Step 1 – Create an organization structure
Define an organizational schema for the incoming collection or, put more simply, define a bunch of categories that will be used to organize the incoming documents. Most likely your team has already submitted a document request to the other side, and the categories defined in that request can form the basis of your schema. It's always good to review the request to make sure that there is as little overlap as possible between the categories.
Step 2 – Populate the categories
Identify the keywords and phrases that will be associated with each category. You will use these words and phrases to place the documents into the appropriate categories. I usually extract the vocabulary of the collection and arrange the root words by parts of speech to help with this task.
Step 3 – Examine the categories
The first question is: Did we get what we expected? The second question is: What else did we get? To answer these questions, sample the documents that did not fit into categories. Can you prove with a 95 percent confidence level that all of these documents are not relevant? If you can, then you are ready to move on to Step 4.
If you can't, then one of two things must be true: the uncategorized documents contain some unexpected keywords that you must now add, or the collection contains documents about topics that you hadn't thought of as relevant and must now reconsider. Continue your cleanup until you can prove with 95 percent certainty that none of the uncategorized documents are relevant to your case.
Step 4 – Identify a document strategy for each category
Part of the reason for reviewing the incoming collection is to identify documents that will be used as exhibits. For each category, there are three strategic possibilities:
- We are seeking enough good documents to make our point.
- We need to find every possible example document.
- We hope to find a smoking gun.
It is important to define a strategy for each category so that you know when you have accomplished your goal and can move on to the next category.
Step 5 – Examine the documents
This is where the Poisson mathematics comes in. To explain the process, let's consider an example. Assume that the organizational schema consists of 50 categories and that each category has been populated with 2,000 documents.
Query: Do you need to read all 100,000 documents to understand what the collection says about each of the 50 issues? Poisson says “no.” You need only read 15,000.
The gist of the mathematics is as follows: To be 95 percent certain you have seen all of the relevant language that appears in more than 1 percent of the documents in the category (a “rare event”), you need only read 300 documents in that category. In other words, by reading 300 randomly selected documents from each category, you are 95 percent certain to see the relevant language that appears in all but 50 (1 percent) of the 2,000 documents in each category.
That is certainly enough language to both understand what the documents say about the issues and to find your exhibits – unless you are looking for a smoking gun. In which case, you may have to do a bit more work to reach the certainty level.
In summary, examining large incoming productions can be time-consuming and expensive.
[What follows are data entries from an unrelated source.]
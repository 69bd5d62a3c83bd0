#[macro_use]
mod macros;
mod log;
mod snapshot;

pub use log::{ScriptedLog, ScriptedSource};
pub use snapshot::SnapshotStub;
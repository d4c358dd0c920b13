use super::*;

fn client() -> String {
    "memory".to_string()
}

fn stats_update_freq_secs() -> u64 {
    5
}

fn stats_reset_freq_secs() -> u64 {
    200
}

fn shutdown_timeout_secs() -> u64 {
    5
}

#[derive(Clone, Deserialize)]
pub struct General {
    /// Name of the client adapter to drive, resolved through the registry.
    #[serde(default = "client")]
    client: String,
    /// Seed for the master PRNG. Worker streams derive from it, so a fixed
    /// seed makes key sequences reproducible across runs.
    #[serde(default)]
    initial_seed: Option<u64>,
    /// How often the reporter recomputes RPS from the cumulative counters.
    #[serde(default = "stats_update_freq_secs")]
    stats_update_freq_secs: u64,
    /// How often the latency histograms are drained so percentiles track a
    /// recent window. Cumulative counters are unaffected.
    #[serde(default = "stats_reset_freq_secs")]
    stats_reset_freq_secs: u64,
    /// Bound on waiting for worker pools to terminate before force-cancel.
    #[serde(default = "shutdown_timeout_secs")]
    shutdown_timeout_secs: u64,
    /// Optional test duration. Absent means run until interrupted.
    #[serde(default)]
    duration_secs: Option<u64>,
}

impl Default for General {
    fn default() -> Self {
        Self {
            client: client(),
            initial_seed: None,
            stats_update_freq_secs: stats_update_freq_secs(),
            stats_reset_freq_secs: stats_reset_freq_secs(),
            shutdown_timeout_secs: shutdown_timeout_secs(),
            duration_secs: None,
        }
    }
}

impl General {
    pub fn client(&self) -> &str {
        &self.client
    }

    pub fn initial_seed(&self) -> Option<u64> {
        self.initial_seed
    }

    pub fn stats_update_freq(&self) -> Duration {
        Duration::from_secs(self.stats_update_freq_secs)
    }

    pub fn stats_reset_freq(&self) -> Duration {
        Duration::from_secs(self.stats_reset_freq_secs)
    }

    pub fn shutdown_timeout(&self) -> Duration {
        Duration::from_secs(self.shutdown_timeout_secs)
    }

    pub fn duration(&self) -> Option<Duration> {
        self.duration_secs.map(Duration::from_secs)
    }
}
impl Driver {
    pub fn new(config: Config) -> Result<Self, DriverError> {
        let control = Builder::new_multi_thread()
            .worker_threads(1)
            .thread_name("control")
            .enable_all()
            .build()
            .map_err(|e| ConfigError::parameter(format!("failed to launch control runtime: {e}")))?;

        let tuner = match config.autotune() {
            Some(autotune) if autotune.enabled() => Some(autotune.tuner()?),
            _ => None,
        };

        let seed = match config.general().initial_seed() {
            Some(seed) => Xoshiro512PlusPlus::seed_from_u64(seed),
            None => Xoshiro512PlusPlus::from_entropy(),
        };

        Ok(Self {
            inner: Arc::new(DriverInner {
                config,
                monitor: Arc::new(Monitor::new()),
                client: RwLock::new(None),
                data: RwLock::new(None),
                initialized: AtomicBool::new(false),
                reads_started: Arc::new(AtomicBool::new(false)),
                writes_started: Arc::new(AtomicBool::new(false)),
                read_limiter: Arc::new(LimiterHandle::new()),
                write_limiter: Arc::new(LimiterHandle::new()),
                tuner,
                reads: Mutex::new(None),
                writes: Mutex::new(None),
                reporter_on: Arc::new(AtomicBool::new(false)),
                seed: Mutex::new(seed),
                control,
            }),
        })
    }

    pub fn config(&self) -> &Config {
        &self.inner.config
    }

    pub fn monitor(&self) -> Arc<Monitor> {
        self.inner.monitor.clone()
    }

    pub fn is_initialized(&self) -> bool {
        self.inner.initialized.load(Ordering::Acquire)
    }

    pub fn reads_running(&self) -> bool {
        self.inner.reads_started.load(Ordering::Relaxed)
    }

    pub fn writes_running(&self) -> bool {
        self.inner.writes_started.load(Ordering::Relaxed)
    }

    pub fn read_rate(&self) -> Option<f64> {
        self.inner.read_limiter.rate()
    }

    pub fn write_rate(&self) -> Option<f64> {
        self.inner.write_limiter.rate()
    }

    fn client(&self) -> Result<Arc<dyn Client>, DriverError> {
        self.inner
            .client
            .read()
            .ok()
            .and_then(|guard| guard.clone())
            .ok_or(DriverError::NotInitialized)
    }

    /// The value pool handed to the client at init.
    pub fn data_generator(&self) -> Result<Arc<DataGenerator>, DriverError> {
        self.inner
            .data
            .read()
            .ok()
            .and_then(|guard| guard.clone())
            .ok_or(DriverError::NotInitialized)
    }

    fn fork_rng(&self) -> Xoshiro512PlusPlus {
        let mut master = self.inner.seed.lock().unwrap();
        Xoshiro512PlusPlus::seed_from_u64(master.next_u64())
    }

    /// One-shot setup: connect the client, install both rate limiters,
    /// and launch the periodic reporter. A failed client init leaves the
    /// driver uninitialized so a corrected client can retry.
    pub fn init(&self, client: Arc<dyn Client>) -> Result<(), DriverError> {
        if self
            .inner
            .initialized
            .compare_exchange(false, true, Ordering::AcqRel, Ordering::Acquire)
            .is_err()
        {
            return Err(DriverError::AlreadyInitialized);
        }

        let data_seed = self.fork_rng().next_u64();
        let data = Arc::new(DataGenerator::new(&self.inner.config, data_seed));

        info!("initializing client: {}", client.connection_info());
        if let Err(e) = self.inner.control.block_on(client.init(data.clone())) {
            self.inner.initialized.store(false, Ordering::Release);
            return Err(DriverError::ClientInit(e));
        }

        *self.inner.data.write().unwrap() = Some(data);
        *self.inner.client.write().unwrap() = Some(client);

        let workload = self.inner.config.workload();
        self.inner
            .read_limiter
            .set_rate(workload.read_rate_limit())?;
        self.inner
            .write_limiter
            .set_rate(workload.write_rate_limit())?;

        self.spawn_reporter();
        Ok(())
    }

    fn spawn_reporter(&self) {
        self.inner.reporter_on.store(true, Ordering::Release);

        let workload = self.inner.config.workload();
        let reporter = Reporter::new(
            self.inner.monitor.clone(),
            self.inner.read_limiter.clone(),
            self.inner.write_limiter.clone(),
            self.inner.reads_started.clone(),
            self.inner.writes_started.clone(),
            workload.read_enabled(),
            workload.write_enabled(),
            self.inner.config.general().stats_update_freq(),
        );
        let on = self.inner.reporter_on.clone();
        self.inner.control.spawn(async move {
            while on.load(Ordering::Acquire) {
                tokio::time::sleep(reporter.interval()).await;
                if on.load(Ordering::Acquire) {
                    reporter.update();
                }
            }
        });

        // periodic histogram drain so percentiles track recent behavior
        let monitor = self.inner.monitor.clone();
        let on = self.inner.reporter_on.clone();
        let reset_freq = self.inner.config.general().stats_reset_freq();
        self.inner.control.spawn(async move {
            while on.load(Ordering::Acquire) {
                tokio::time::sleep(reset_freq).await;
                if on.load(Ordering::Acquire) {
                    monitor.clear_latency_window();
                }
            }
        });
    }

    /// Start every direction the config enables.
    pub fn start(&self) -> Result<(), DriverError> {
        let workload = self.inner.config.workload();
        if workload.write_enabled() {
            self.start_writes()?;
        }
        if workload.read_enabled() {
            self.start_reads()?;
        }
        Ok(())
    }

    pub fn start_reads(&self) -> Result<(), DriverError> {
        self.start_direction(Direction::Read, self.inner.config.load_params())
    }

    pub fn start_writes(&self) -> Result<(), DriverError> {
        self.start_direction(Direction::Write, self.inner.config.load_params())
    }

    /// Start reads with parameters other than the configured ones, e.g.
    /// from a control surface.
    pub fn start_reads_with(&self, params: LoadParams) -> Result<(), DriverError> {
        self.start_direction(Direction::Read, params)
    }

    /// Start writes with parameters other than the configured ones.
    pub fn start_writes_with(&self, params: LoadParams) -> Result<(), DriverError> {
        self.start_direction(Direction::Write, params)
    }

    /// The key generator driving the read workload, while one is running.
    pub fn read_generator(&self) -> Option<Arc<dyn KeyGenerator>> {
        self.inner
            .reads
            .lock()
            .unwrap()
            .as_ref()
            .map(|pool| pool.generator.clone())
    }

    /// The key generator driving the write workload, while one is running.
    pub fn write_generator(&self) -> Option<Arc<dyn KeyGenerator>> {
        self.inner
            .writes
            .lock()
            .unwrap()
            .as_ref()
            .map(|pool| pool.generator.clone())
    }

    pub fn stop_reads(&self) {
        self.stop_direction(Direction::Read);
    }

    pub fn stop_writes(&self) {
        self.stop_direction(Direction::Write);
    }

    /// Stop both directions and zero the run statistics.
    pub fn stop(&self) {
        self.stop_reads();
        self.stop_writes();
        self.inner.monitor.reset_stats();
    }

    /// Disconnect the client. Load must already be stopped.
    pub fn shutdown_client(&self) -> Result<(), DriverError> {
        let client = self.client()?;
        self.inner.reporter_on.store(false, Ordering::Release);
        self.inner
            .control
            .block_on(client.shutdown())
            .map_err(DriverError::Operation)
    }

    /// One ad-hoc read outside the worker pools.
    pub fn read_single(&self, key: &str) -> Result<Option<String>, DriverError> {
        let client = self.client()?;
        self.inner
            .control
            .block_on(client.read_single(key))
            .map_err(DriverError::Operation)
    }

    /// One ad-hoc write outside the worker pools.
    pub fn write_single(&self, key: &str) -> Result<String, DriverError> {
        let client = self.client()?;
        self.inner
            .control
            .block_on(client.write_single(key))
            .map_err(DriverError::Operation)
    }

    /// Replace the read rate limit. A no-op when unchanged.
    pub fn set_read_rate(&self, rate: f64) -> Result<(), DriverError> {
        if self.inner.read_limiter.set_rate(rate)? {
            info!("read rate limit changed to {rate}");
        }
        Ok(())
    }

    /// Replace the write rate limit. A no-op when unchanged.
    pub fn set_write_rate(&self, rate: f64) -> Result<(), DriverError> {
        if self.inner.write_limiter.set_rate(rate)? {
            info!("write rate limit changed to {rate}");
        }
        Ok(())
    }

    fn start_direction(&self, direction: Direction, params: LoadParams) -> Result<(), DriverError> {
        if !self.is_initialized() {
            return Err(DriverError::NotInitialized);
        }

        let workload = self.inner.config.workload();
        let (slot, started, workers) = match direction {
            Direction::Read => (
                &self.inner.reads,
                &self.inner.reads_started,
                workload.num_readers(),
            ),
            Direction::Write => (
                &self.inner.writes,
                &self.inner.writes_started,
                workload.num_writers(),
            ),
        };

        let mut slot = slot.lock().unwrap();
        if slot.is_some() {
            debug!("{}s already running", direction.name());
            return Ok(());
        }

        let generator = key_generator(
            &params,
            workload.num_keys(),
            workload.preload_keys(),
            workload.zipf_exponent(),
        )?;

        let runtime = Builder::new_multi_thread()
            .worker_threads(workers)
            .thread_name(direction.name())
            .enable_all()
            .build()
            .map_err(|e| {
                ConfigError::parameter(format!("failed to launch worker runtime: {e}"))
            })?;

        let exhausted = Arc::new(AtomicBool::new(false));
        started.store(true, Ordering::Release);

        info!(
            "starting {} {} workers",
            workers,
            direction.name()
        );

        for _ in 0..workers {
            let worker = Worker {
                driver: self.clone(),
                direction,
                generator: generator.clone(),
                bulk_size: params.bulk_size,
                started: started.clone(),
                exhausted: exhausted.clone(),
            };
            let rng = self.fork_rng();
            runtime.spawn(worker.run(rng));
        }

        *slot = Some(Pool {
            runtime,
            generator,
        });
        drop(slot);

        self.spawn_exhaustion_watcher(direction, exhausted, started.clone());
        Ok(())
    }

    // keyspace exhaustion is detected inside async workers but teardown
    // drops a runtime, so it runs on a plain thread
    fn spawn_exhaustion_watcher(
        &self,
        direction: Direction,
        exhausted: Arc<AtomicBool>,
        started: Arc<AtomicBool>,
    ) {
        let driver = self.clone();
        std::thread::Builder::new()
            .name(format!("{}-watch", direction.name()))
            .spawn(move || {
                while started.load(Ordering::Acquire) {
                    if exhausted.load(Ordering::Acquire) {
                        info!(
                            "{} keyspace exhausted, stopping {}s",
                            direction.name(),
                            direction.name()
                        );
                        driver.stop_direction(direction);
                        return;
                    }
                    std::thread::sleep(WATCH_INTERVAL);
                }
            })
            .expect("failed to spawn watcher thread");
    }

    fn stop_direction(&self, direction: Direction) {
        let (slot, started) = match direction {
            Direction::Read => (&self.inner.reads, &self.inner.reads_started),
            Direction::Write => (&self.inner.writes, &self.inner.writes_started),
        };

        let pool = slot.lock().unwrap().take();
        if let Some(pool) = pool {
            started.store(false, Ordering::Release);
            info!("stopping {}s", direction.name());
            pool.runtime
                .shutdown_timeout(self.inner.config.general().shutdown_timeout());
        }
    }
}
Moreover, it is not a task that is well suited to the various AI solutions. Fortunately, there is a simple method available for reducing the number of documents that must be reviewed in order to understand very accurately what the collection says about each topic. The method relies on information already known in the case and is easily executed. I encourage you to try it.
This content has been archived. It is available through our partners, LexisNexis® and Bloomberg Law.
To view this content, please continue to their sites.
Not a Lexis Subscriber?
Subscribe Now
Not a Bloomberg Law Subscriber?
Subscribe Now
NOT FOR REPRINT
© 2025 ALM Global, LLC, All Rights Reserved. Request academic re-use from www.copyright.com. All other uses, submit a request to [email protected]. For more information visit Asset & Logo Licensing.
You Might Like
View AllInternal Whistleblowing Surged Globally in 2024, So Why Were US Numbers Flat?
6 minute readLawyers' Phones Are Ringing: What Should Employers Do If ICE Raids Their Business?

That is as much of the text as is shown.